Much, Much MORE Entitlement Money: Tax Benefits, Almost Entirely for the Rich
According to West’s Encyclopedia of American Law, an ‘entitlement’ is “an individual’s right to receive a value or benefit provided by law.” This includes mandatory means-tested safety net programs and subsidies resulting from new or revised tax laws. Based on analyses by the Congressional Budget Office (CBO), Pew Research, the Center on Budget and Policy Priorities (CBPP), and several trusted news sources, the following is a summary of tax entitlements taken by the households of the poorest 20%, the richest 20%, and the richest 1%.
The Poorest 20% of U.S. Households Get up to $3,000 Each in Tax Entitlements
CBO estimates that about 8 percent of tax breaks in 2013, or $72 billion out of $900 billion, went to the bottom quintile, while CBPP estimates 2.8 percent of $1.1 trillion, or about $30 billion. That accounts for anywhere from $1,000 to $3,000 in government tax subsidies for the poorest 20%.
The Richest 20% of U.S. Households Get at least $18,000 Each in Tax Entitlements
CBO itemizes the ten main tax expenditures, including capital gains, employer health insurance, pension deductions, and state and local tax breaks. In 2013 over half of these benefits (or about $450 billion) went to the top quintile (25 million households).
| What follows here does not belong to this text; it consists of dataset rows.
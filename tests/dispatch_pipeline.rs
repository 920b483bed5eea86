//! End-to-end dispatch checks through the public API.

use chrono::NaiveDate;
use pv_sizer::config::{AppConfig, LossFactors};
use pv_sizer::io::write_steps_csv;
use pv_sizer::series::TimeSeriesPoint;
use pv_sizer::sim::{DispatchStrategy, SystemDesign, simulate};

/// One day of hourly points: constant load, midday solar bell.
fn bell_day(load_kw: f64) -> Vec<TimeSeriesPoint> {
    (0..24)
        .map(|h| {
            let ts = NaiveDate::from_ymd_opt(2024, 1, 3).and_then(|d| d.and_hms_opt(h, 0, 0));
            let solar_unit = if (6..18).contains(&h) {
                (std::f64::consts::PI * (h as f64 - 6.0) / 12.0).sin()
            } else {
                0.0
            };
            TimeSeriesPoint::new(ts, load_kw, solar_unit)
        })
        .collect()
}

fn lossless(config: &mut AppConfig) {
    config.technical.losses = LossFactors::none();
}

#[test]
fn solar_only_day_balances() {
    let mut config = AppConfig::default();
    lossless(&mut config);
    let series = bell_day(100.0);
    let design = SystemDesign::solar_only(150.0);
    let result = simulate(&series, &design, &config.technical);

    assert!((result.total_load_kwh - 2400.0).abs() < 1e-9);
    let expected_used: f64 = series
        .iter()
        .map(|p| (p.solar_unit * 150.0).min(100.0))
        .sum();
    assert!((result.total_used_kwh - expected_used).abs() < 1e-9);
    // default tariffs pay nothing for export, so the surplus is curtailed
    assert_eq!(result.total_exported_kwh, 0.0);
    assert!(
        (result.total_curtailed_kwh - (result.total_solar_gen_kwh - result.total_used_kwh)).abs()
            < 1e-9
    );
    assert!((result.grid_import_kwh - (result.total_load_kwh - result.total_used_kwh)).abs() < 1e-9);
}

#[test]
fn battery_day_conserves_energy() {
    let mut config = AppConfig::default();
    lossless(&mut config);
    // unit round-trip efficiency so no energy hides in conversion losses
    config.technical.bess_eff_round_trip = 1.0;
    let series = bell_day(60.0);
    let design = SystemDesign::with_battery(200.0, 100.0, 50.0, DispatchStrategy::SelfConsumption);
    let result = simulate(&series, &design, &config.technical);

    let final_soc = result.steps.last().map_or(0.0, |s| s.soc_kwh);
    let absorbed = result.total_used_kwh
        + result.total_exported_kwh
        + result.total_curtailed_kwh
        + final_soc;
    assert!((result.total_solar_gen_kwh - absorbed).abs() < 1e-6);
    assert_eq!(result.steps.len(), series.len());
}

#[test]
fn simulation_is_deterministic() {
    let config = AppConfig::default();
    let series = bell_day(80.0);
    let design = SystemDesign::with_battery(150.0, 80.0, 40.0, DispatchStrategy::PeakShavingTou);
    let a = simulate(&series, &design, &config.technical);
    let b = simulate(&series, &design, &config.technical);

    assert_eq!(a.total_used_kwh, b.total_used_kwh);
    assert_eq!(a.total_discharged_kwh, b.total_discharged_kwh);
    let mut csv_a = Vec::new();
    let mut csv_b = Vec::new();
    write_steps_csv(&a.steps, &mut csv_a).ok();
    write_steps_csv(&b.steps, &mut csv_b).ok();
    assert_eq!(csv_a, csv_b);
}

#[test]
fn step_trace_exports_one_row_per_point() {
    let config = AppConfig::default();
    let series = bell_day(100.0);
    let design = SystemDesign::solar_only(120.0);
    let result = simulate(&series, &design, &config.technical);

    let mut buf = Vec::new();
    write_steps_csv(&result.steps, &mut buf).ok();
    let text = String::from_utf8(buf).unwrap_or_default();
    assert_eq!(text.lines().count(), 25);
}
//! CSV input and output: load/irradiance series import, step and
//! cash-flow export.

pub mod export;
pub mod import;

pub use export::{export_cash_flow_csv, export_steps_csv, write_cash_flow_csv, write_steps_csv};
pub use import::{IoError, read_series_csv, read_series_file};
That’s $18,000 per household. CBPP’s estimate is much higher, with two-thirds of $1.1 trillion in benefits (almost $30,000 per household) going to the top quintile.
The Richest 1% of U.S. Households Get Over $120,000 Each in Tax Entitlements
Evidence that most of this goes to the super-rich is derived from various sources, including CBO, National Priorities Project, The Fiscal Times, and the New York Times. CBO estimates that 17 percent of the $900 billion in tax expenditures in 2013, or $153 billion, went to the 1.25 million households in the top 1%. CBPP’s estimate is much higher, with 23.9 percent of $1.1 trillion in benefits (over $200,000 per household) going to the top quintile.
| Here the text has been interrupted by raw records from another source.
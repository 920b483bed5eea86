//! Time-of-use tariff band classification.

use std::fmt;

use chrono::{Datelike, NaiveDateTime, Timelike, Weekday};

/// Tariff band under the supported three-band time-of-use regime.
#[derive(Debug, Clone, Copy, PartialEq, Eq, Hash)]
pub enum TouBand {
    /// Peak pricing band (weekdays and Saturday only).
    Peak,
    /// Normal pricing band.
    Normal,
    /// Off-peak pricing band (late night, every day).
    OffPeak,
}

impl TouBand {
    /// Classifies a timestamp into its tariff band.
    ///
    /// Band rules:
    /// - Sunday: off-peak for hours `[22,24) ∪ [0,4)`, otherwise normal.
    ///   Sunday has no peak band.
    /// - Monday–Saturday: peak for hours `[9,11) ∪ [17,20)`, off-peak for
    ///   `[22,24) ∪ [0,4)`, otherwise normal.
    ///
    /// A `None` timestamp (a row the ingestion boundary failed to parse)
    /// classifies as `Normal`. This is fail-safe rather than fail-fast:
    /// the tool estimates savings from end-user spreadsheets, and a bad
    /// row should degrade the estimate, not abort it.
    pub fn classify(timestamp: Option<NaiveDateTime>) -> Self {
        let Some(ts) = timestamp else {
            return Self::Normal;
        };
        let hour = ts.hour();
        let off_peak = hour >= 22 || hour < 4;

        if ts.weekday() == Weekday::Sun {
            return if off_peak { Self::OffPeak } else { Self::Normal };
        }
        if (9..11).contains(&hour) || (17..20).contains(&hour) {
            Self::Peak
        } else if off_peak {
            Self::OffPeak
        } else {
            Self::Normal
        }
    }
}

impl fmt::Display for TouBand {
    fn fmt(&self, f: &mut fmt::Formatter<'_>) -> fmt::Result {
        let s = match self {
            Self::Peak => "peak",
            Self::Normal => "normal",
            Self::OffPeak => "off_peak",
        };
        write!(f, "{s}")
    }
}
Even MORE Lucrative Entitlements for the Rich
On top of everything else, there exists an incredible array of big-money tax breaks that primarily benefit well-positioned Americans: (1) The mortgage interest deduction for second homes, which might even be a YACHT; (2) Another luxury home benefit with UP TO A HALF-MILLION DOLLARS TAX-FREE when a couple sells their home; (3) Yet another rich-couple subsidy with properties worth up to $10 million TAX-FREE when an estate is passed on to heirs; (4) Deductions on rental properties for landlords, who are unlikely to be low-income people; (5) The $127,200 limit on Social Security taxes, which benefits only the richest 10% of Americans; (6) Tax breaks on 401(k) accounts, which are less likely to be owned by low-income people; (7) Higher education financial aid, especially from the prestigious universities that admit more students from families in the top 1% than the entire bottom 50%; and (8) Miscellaneous entitlement perks, such as business meals, gambling loss deductions, tax preparation.
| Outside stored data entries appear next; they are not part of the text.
impl ProjectionSession {
    /// Session in the initial panel configuration of `input`'s workflow
    pub fn new(input: SessionInput, service: Arc<dyn ProjectionService>, config: SessionConfig) -> Self {
        let machine = PanelStateMachine::new(input.mode());
        info!(mode = %input.mode(), "projection session created");
        Self {
            inner: Mutex::new(SessionState {
                machine,
                input,
                uploads: HashMap::new(),
                projection_id: None,
            }),
            service,
            config,
        }
    }

    /// Manual-entry session
    pub fn manual(state: ModelParameterState, service: Arc<dyn ProjectionService>, config: SessionConfig) -> Self {
        Self::new(SessionInput::Manual(state), service, config)
    }

    /// File-upload session
    pub fn file_upload(state: FileUploadState, service: Arc<dyn ProjectionService>, config: SessionConfig) -> Self {
        Self::new(SessionInput::FileUpload(state), service, config)
    }

    /// Session rebuilt from a restored projection
    ///
    /// # Errors
    ///
    /// Fails when the restored panel flags break the panel invariants.
    pub fn from_restored(
        restored: RestoredSession,
        service: Arc<dyn ProjectionService>,
        config: SessionConfig,
    ) -> Result<Self, CoreError> {
        let input = match restored.mode {
            InputMode::InputModelParameters => {
                let mut state = restored.model_parameters.unwrap_or_default();
                state.report = restored.report;
                SessionInput::Manual(state)
            }
            InputMode::FileUpload => {
                let mut state = FileUploadState::new();
                state.set_default_values();
                state.report = restored.report;
                if !restored.utils.is_empty() {
                    state.species_groups = restored
                        .utils
                        .iter()
                        .map(|u| FileUploadSpeciesGroup {
                            group: u.species_name.clone(),
                            minimum_dbh_limit: u.utilization_class,
                        })
                        .collect();
                }
                SessionInput::FileUpload(state)
            }
        };
        let session = Self::new(input, service, config);
        session.inner.lock().machine.restore(&restored.panel_states)?;
        Ok(session)
    }

    /// Session configuration
    #[must_use]
    pub fn config(&self) -> &SessionConfig {
        &self.config
    }

    /// Workflow
    #[must_use]
    pub fn mode(&self) -> InputMode {
        self.inner.lock().machine.mode()
    }

    /// Check if every panel and file needed for a run is in place
    #[must_use]
    pub fn run_enabled(&self) -> bool {
        self.inner.lock().machine.run_enabled()
    }

    /// Current panel flags
    #[must_use]
    pub fn panel_states(&self) -> IndexMap<PanelName, PanelState> {
        self.inner.lock().machine.snapshot()
    }

    /// State of one panel
    #[must_use]
    pub fn panel_state(&self, panel: PanelName) -> Option<PanelState> {
        self.inner.lock().machine.state(panel)
    }

    /// Projection created by the last run
    #[must_use]
    pub fn projection_id(&self) -> Option<ProjectionId> {
        self.inner.lock().projection_id
    }

    /// Copy of the current input state
    #[must_use]
    pub fn input(&self) -> SessionInput {
        self.inner.lock().input.clone()
    }

    /// Register a panel transition observer
    pub fn subscribe(&self, observer: Arc<dyn PanelObserver>) {
        self.inner.lock().machine.subscribe(observer);
    }

    /// Change the manual-entry state
    ///
    /// # Errors
    ///
    /// Returns [`CoreError::WrongMode`] in a file-upload session.
    pub fn with_manual_state<R>(&self, f: impl FnOnce(&mut ModelParameterState) -> R) -> Result<R, CoreError> {
        match &mut self.inner.lock().input {
            SessionInput::Manual(state) => Ok(f(state)),
            SessionInput::FileUpload(_) => Err(CoreError::WrongMode {
                expected: InputMode::InputModelParameters,
            }),
        }
    }

    /// Change the file-upload state
    ///
    /// # Errors
    ///
    /// Returns [`CoreError::WrongMode`] in a manual-entry session.
    pub fn with_file_upload_state<R>(&self, f: impl FnOnce(&mut FileUploadState) -> R) -> Result<R, CoreError> {
        match &mut self.inner.lock().input {
            SessionInput::FileUpload(state) => Ok(f(state)),
            SessionInput::Manual(_) => Err(CoreError::WrongMode {
                expected: InputMode::FileUpload,
            }),
        }
    }

    /// Run the validator of a panel against the current input
    #[must_use]
    pub fn validate_panel(&self, panel: PanelName) -> PanelValidation {
        let inner = self.inner.lock();
        validate(&inner, panel)
    }

    /// Validate and confirm a panel
    ///
    /// Advisories are accepted unless the session's advisory policy says
    /// otherwise.
    ///
    /// # Errors
    ///
    /// Fails when the state machine refuses the transition.
    #[instrument(skip(self))]
    pub fn confirm(&self, panel: PanelName) -> Result<ConfirmOutcome, CoreError> {
        let mut inner = self.inner.lock();
        if inner.machine.is_frozen() {
            warn!(%panel, "confirm rejected while a run is in flight");
            return Err(StateMachineError::TransitionInProgress.into());
        }
        if panel == PanelName::SpeciesInfo {
            if let SessionInput::Manual(state) = &mut inner.input {
                state.recompute_species_groups();
            }
        }

        let validation = validate(&inner, panel);
        if validation.is_blocked() || (self.config.advisory_policy.blocks() && !validation.advisories.is_empty()) {
            debug!(
                %panel,
                blocking = validation.blocking.len(),
                advisories = validation.advisories.len(),
                "confirm refused"
            );
            return Ok(ConfirmOutcome::Blocked(validation));
        }
        if !validation.advisories.is_empty() {
            warn!(%panel, count = validation.advisories.len(), "confirming with advisories");
        }

        let report = inner.machine.confirm_panel(panel)?;
        Ok(ConfirmOutcome::Confirmed {
            report,
            advisories: validation.advisories,
        })
    }

    /// Reopen a panel for editing
    ///
    /// # Errors
    ///
    /// Fails when the state machine refuses the transition.
    pub fn edit(&self, panel: PanelName) -> Result<TransitionReport, CoreError> {
        Ok(self.inner.lock().machine.edit_panel(panel)?)
    }

    /// Return to the initial panels with empty input
    ///
    /// # Errors
    ///
    /// Fails while a run is in flight.
    pub fn reset(&self) -> Result<TransitionReport, CoreError> {
        let mut inner = self.inner.lock();
        let report = inner.machine.reset()?;
        let mode = inner.machine.mode();
        inner.input = SessionInput::empty(mode);
        inner.uploads.clear();
        inner.projection_id = None;
        info!(%mode, "session reset");
        Ok(report)
    }

    /// Attach a polygon or layer file
    ///
    /// The header line is checked first; a mismatching file is not
    /// attached and its findings are returned.
    ///
    /// # Errors
    ///
    /// Fails outside the file-upload workflow or while a run is in flight.
    pub fn attach_file(
        &self,
        kind: FileKind,
        file_name: impl Into<String>,
        content: impl Into<Vec<u8>>,
    ) -> Result<Vec<Finding>, CoreError> {
        let mut inner = self.inner.lock();
        if inner.machine.mode() != InputMode::FileUpload {
            return Err(CoreError::WrongMode {
                expected: InputMode::FileUpload,
            });
        }
        let file = UploadedFile::new(kind, file_name, content);
        if let Err(err) = FileUploadValidator::new().validate_header(kind, &file.header_line()) {
            debug!(%kind, file = %file.file_name, "rejected upload header");
            return Ok(vec![Finding::from(&err)]);
        }
        inner.machine.attach_file(kind, Some(FileReference::new(file.file_name.clone())))?;
        inner.uploads.insert(kind, file);
        Ok(Vec::new())
    }

    /// Drop an attached file
    ///
    /// # Errors
    ///
    /// Fails while a run is in flight.
    pub fn detach_file(&self, kind: FileKind) -> Result<TransitionReport, CoreError> {
        let mut inner = self.inner.lock();
        let report = inner.machine.attach_file(kind, None)?;
        inner.uploads.remove(&kind);
        Ok(report)
    }

    /// Build the payload for the current input
    ///
    /// # Errors
    ///
    /// Fails only if identifier generation fails.
    pub fn build_payload(&self) -> Result<Payload, CoreError> {
        let inner = self.inner.lock();
        self.payload(&inner.input)
    }

    /// Payload, stand values and panel flags in the persisted layout
    #[must_use]
    pub fn save(&self) -> SavedProjection {
        let inner = self.inner.lock();
        let parameters = build_projection_parameters(inner.input.inputs(), &self.config.projection);
        let saved = SavedProjection::new(parameters)
            .with_panel_states(inner.machine.snapshot())
            .with_input_mode(inner.machine.mode())
            .with_age_year_range(inner.input.report().selected_age_year_range);
        match &inner.input {
            SessionInput::Manual(state) => saved.with_model_parameters(state.clone()),
            SessionInput::FileUpload(_) => saved,
        }
    }

    /// Submit the projection
    ///
    /// Creates the projection, uploads the polygon and layer files
    /// (generated in the manual workflow, attached in the upload
    /// workflow) and starts the run.
    ///
    /// # Errors
    ///
    /// Returns [`CoreError::RunNotEnabled`] while a panel or file is
    /// outstanding, a state machine error while another run is in flight,
    /// or the service failure.
    #[instrument(skip(self))]
    pub async fn run(&self) -> Result<ProjectionHandle, CoreError> {
        let (payload, uploads, description) = {
            let mut inner = self.inner.lock();
            inner.machine.freeze()?;
            match self.prepare_run(&inner) {
                Ok(prepared) => prepared,
                Err(err) => {
                    inner.machine.unfreeze();
                    return Err(err);
                }
            }
        };

        let result = self.submit(&payload.parameters, uploads, description).await;

        let mut inner = self.inner.lock();
        inner.machine.unfreeze();
        match &result {
            Ok(handle) => {
                inner.projection_id = Some(handle.id);
                info!(id = %handle.id, "projection submitted");
            }
            Err(err) => warn!(error = %err, "projection run failed"),
        }
        result
    }

    /// Result archive of the last run
    ///
    /// # Errors
    ///
    /// Returns [`ServiceError::MissingGuid`] before any successful run.
    pub async fn fetch_results(&self) -> Result<Vec<u8>, CoreError> {
        let id = self.projection_id().ok_or(ServiceError::MissingGuid)?;
        Ok(self.service.fetch_results(id).await?)
    }

    fn prepare_run(
        &self,
        inner: &SessionState,
    ) -> Result<(Payload, [UploadedFile; 2], Option<String>), CoreError> {
        if !inner.machine.run_enabled() {
            return Err(CoreError::RunNotEnabled);
        }
        let payload = self.payload(&inner.input)?;
        let uploads = match &payload.records {
            Some(records) => [
                UploadedFile::new(
                    FileKind::Polygon,
                    FileKind::Polygon.generated_file_name(),
                    records.polygon.clone(),
                ),
                UploadedFile::new(FileKind::Layer, FileKind::Layer.generated_file_name(), records.layer.clone()),
            ],
            None => {
                let take = |kind| {
                    inner
                        .uploads
                        .get(&kind)
                        .cloned()
                        .ok_or(CoreError::Service(ServiceError::MissingFile { kind }))
                };
                [take(FileKind::Polygon)?, take(FileKind::Layer)?]
            }
        };
        let description = inner.input.report().report_description.clone();
        Ok((payload, uploads, description))
    }

    async fn submit(
        &self,
        parameters: &ProjectionParameters,
        uploads: [UploadedFile; 2],
        description: Option<String>,
    ) -> Result<ProjectionHandle, CoreError> {
        let id = self.service.create_projection(parameters, description).await?;
        let [polygon, layer] = uploads;
        futures::try_join!(self.service.upload_file(id, polygon), self.service.upload_file(id, layer))?;
        Ok(self.service.run_projection(id).await?)
    }

    fn payload(&self, input: &SessionInput) -> Result<Payload, CoreError> {
        let parameters = build_projection_parameters(input.inputs(), &self.config.projection);
        let records = match input {
            SessionInput::Manual(state) => {
                let identifiers = generate_synthetic_identifiers(&mut rand::rng())?;
                Some(build_csv_records(state, &self.config.projection, identifiers))
            }
            SessionInput::FileUpload(_) => None,
        };
        Ok(Payload { parameters, records })
    }
}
And finally, for any defenders of high-end entitlements on the basis of federal tax paid, TOTAL taxes should be considered. It has been estimated that poor Americans pay about 25 percent in total taxes, while the 1% pays anywhere from 18 to 23 percent.
Wealthy Americans complain about ‘entitlements’ for the poor, but they keep collecting their own entitlements, to a degree that average Americans can only dream about.